┌────────

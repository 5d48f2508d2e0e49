//! Command dispatch: fixture in, hierarchy query or edit out.

use std::io;
use std::path::Path;

use clap::CommandFactory;
use clap_complete::generate;
use itertools::Itertools;
use tracing::{debug, instrument};

use crate::application::BuiltHierarchy;
use crate::cli::args::{Cli, Commands};
use crate::cli::output;
use crate::cli::{CliError, CliResult};
use crate::config::{global_config_path, Settings};
use crate::domain::{HierarchyDisplay, NodeId};
use crate::infrastructure::di::ServiceContainer;

pub fn execute_command(cli: &Cli) -> CliResult<()> {
    let Some(command) = &cli.command else {
        return Ok(());
    };
    if let Commands::Completion { shell } = command {
        let mut cmd = Cli::command();
        let name = cmd.get_name().to_string();
        generate(*shell, &mut cmd, name, &mut io::stdout());
        return Ok(());
    }

    let mut settings = Settings::load()?;
    if cli.flatten {
        settings.flatten = true;
    }
    let container = ServiceContainer::new(settings);

    match command {
        Commands::Tree { fixture, frames } => cmd_tree(&container, fixture, *frames),
        Commands::Lca { fixture, a, b } => cmd_lca(&container, fixture, a, b),
        Commands::Hit { fixture, x, y } => cmd_hit(&container, fixture, *x, *y),
        Commands::Move {
            fixture,
            node,
            parent,
            index,
        } => cmd_move(&container, fixture, node, parent.as_deref(), *index),
        Commands::Remove {
            fixture,
            node,
            keep_children,
        } => cmd_remove(&container, fixture, node, *keep_children),
        Commands::Stats { fixture } => cmd_stats(&container, fixture),
        Commands::Config => cmd_config(&container),
        Commands::Completion { .. } => Ok(()),
    }
}

fn build(container: &ServiceContainer, fixture: &Path) -> CliResult<BuiltHierarchy> {
    let fixture = container.loader().load(fixture)?;
    Ok(container.builder().build(&fixture)?)
}

fn lookup(built: &BuiltHierarchy, key: &str) -> CliResult<NodeId> {
    built
        .id(key)
        .ok_or_else(|| CliError::UnknownNode(key.to_string()))
}

fn key_or_none(built: &BuiltHierarchy, id: Option<NodeId>) -> String {
    id.and_then(|id| built.key_of(id))
        .unwrap_or("none")
        .to_string()
}

fn print_tree(container: &ServiceContainer, built: &BuiltHierarchy, frames: bool) {
    let with_frames = frames || container.settings.show_frames;
    output::info(&built.hierarchy.to_tree_string(with_frames));
}

#[instrument(skip(container))]
fn cmd_tree(container: &ServiceContainer, fixture: &Path, frames: bool) -> CliResult<()> {
    let built = build(container, fixture)?;
    print_tree(container, &built, frames);
    Ok(())
}

#[instrument(skip(container))]
fn cmd_lca(container: &ServiceContainer, fixture: &Path, a: &str, b: &str) -> CliResult<()> {
    let built = build(container, fixture)?;
    let (a, b) = (lookup(&built, a)?, lookup(&built, b)?);
    let common = built.hierarchy.lowest_common_ancestor(Some(a), Some(b));
    output::info(&key_or_none(&built, common));
    Ok(())
}

#[instrument(skip(container))]
fn cmd_hit(container: &ServiceContainer, fixture: &Path, x: f32, y: f32) -> CliResult<()> {
    if !x.is_finite() || !y.is_finite() {
        return Err(CliError::InvalidArgs(format!(
            "hit point must be finite, got ({}, {})",
            x, y
        )));
    }
    let built = build(container, fixture)?;
    let hit = built.hierarchy.find_at(x, y);
    output::info(&key_or_none(&built, hit));
    Ok(())
}

#[instrument(skip(container))]
fn cmd_move(
    container: &ServiceContainer,
    fixture: &Path,
    node: &str,
    parent: Option<&str>,
    index: Option<usize>,
) -> CliResult<()> {
    let mut built = build(container, fixture)?;
    let id = lookup(&built, node)?;
    let parent = parent.map(|key| lookup(&built, key)).transpose()?;
    let changed = built
        .hierarchy
        .move_node(id, parent, index.unwrap_or(usize::MAX))
        .map_err(CliError::from_edit)?;
    debug!(changed, "move applied");

    if changed {
        output::action("moved", &node);
    } else {
        output::action("unchanged", &node);
    }
    print_tree(container, &built, false);
    Ok(())
}

#[instrument(skip(container))]
fn cmd_remove(
    container: &ServiceContainer,
    fixture: &Path,
    node: &str,
    keep_children: bool,
) -> CliResult<()> {
    let mut built = build(container, fixture)?;
    let id = lookup(&built, node)?;
    built
        .hierarchy
        .remove(id, !keep_children)
        .map_err(CliError::from_edit)?;

    let freed = built.hierarchy.projection().freed().len();
    output::action("removed", &format!("{} ({} node(s) released)", node, freed));
    print_tree(container, &built, false);
    Ok(())
}

#[instrument(skip(container))]
fn cmd_stats(container: &ServiceContainer, fixture: &Path) -> CliResult<()> {
    let built = build(container, fixture)?;
    let hierarchy = &built.hierarchy;
    let roots = hierarchy
        .roots()
        .iter()
        .map(|&id| key_or_none(&built, Some(id)))
        .join(", ");

    output::header(&fixture.display());
    output::detail(&format!("nodes: {}", hierarchy.len()));
    output::detail(&format!("roots: {}", roots));
    output::detail(&format!("depth: {}", hierarchy.depth()));
    Ok(())
}

fn cmd_config(container: &ServiceContainer) -> CliResult<()> {
    let path = global_config_path()
        .map(|p| p.display().to_string())
        .unwrap_or_else(|| "<no config dir>".to_string());
    output::header(&format!("# {}", path));
    output::info(&container.settings.to_toml()?);
    Ok(())
}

└────────

Brief.
Each line of the material that contains the string "index" has to be copied out.

Reply to the exercise.
            index,
        } => cmd_move(&container, fixture, node, parent.as_deref(), *index),
    index: Option<usize>,
        .move_node(id, parent, index.unwrap_or(usize::MAX))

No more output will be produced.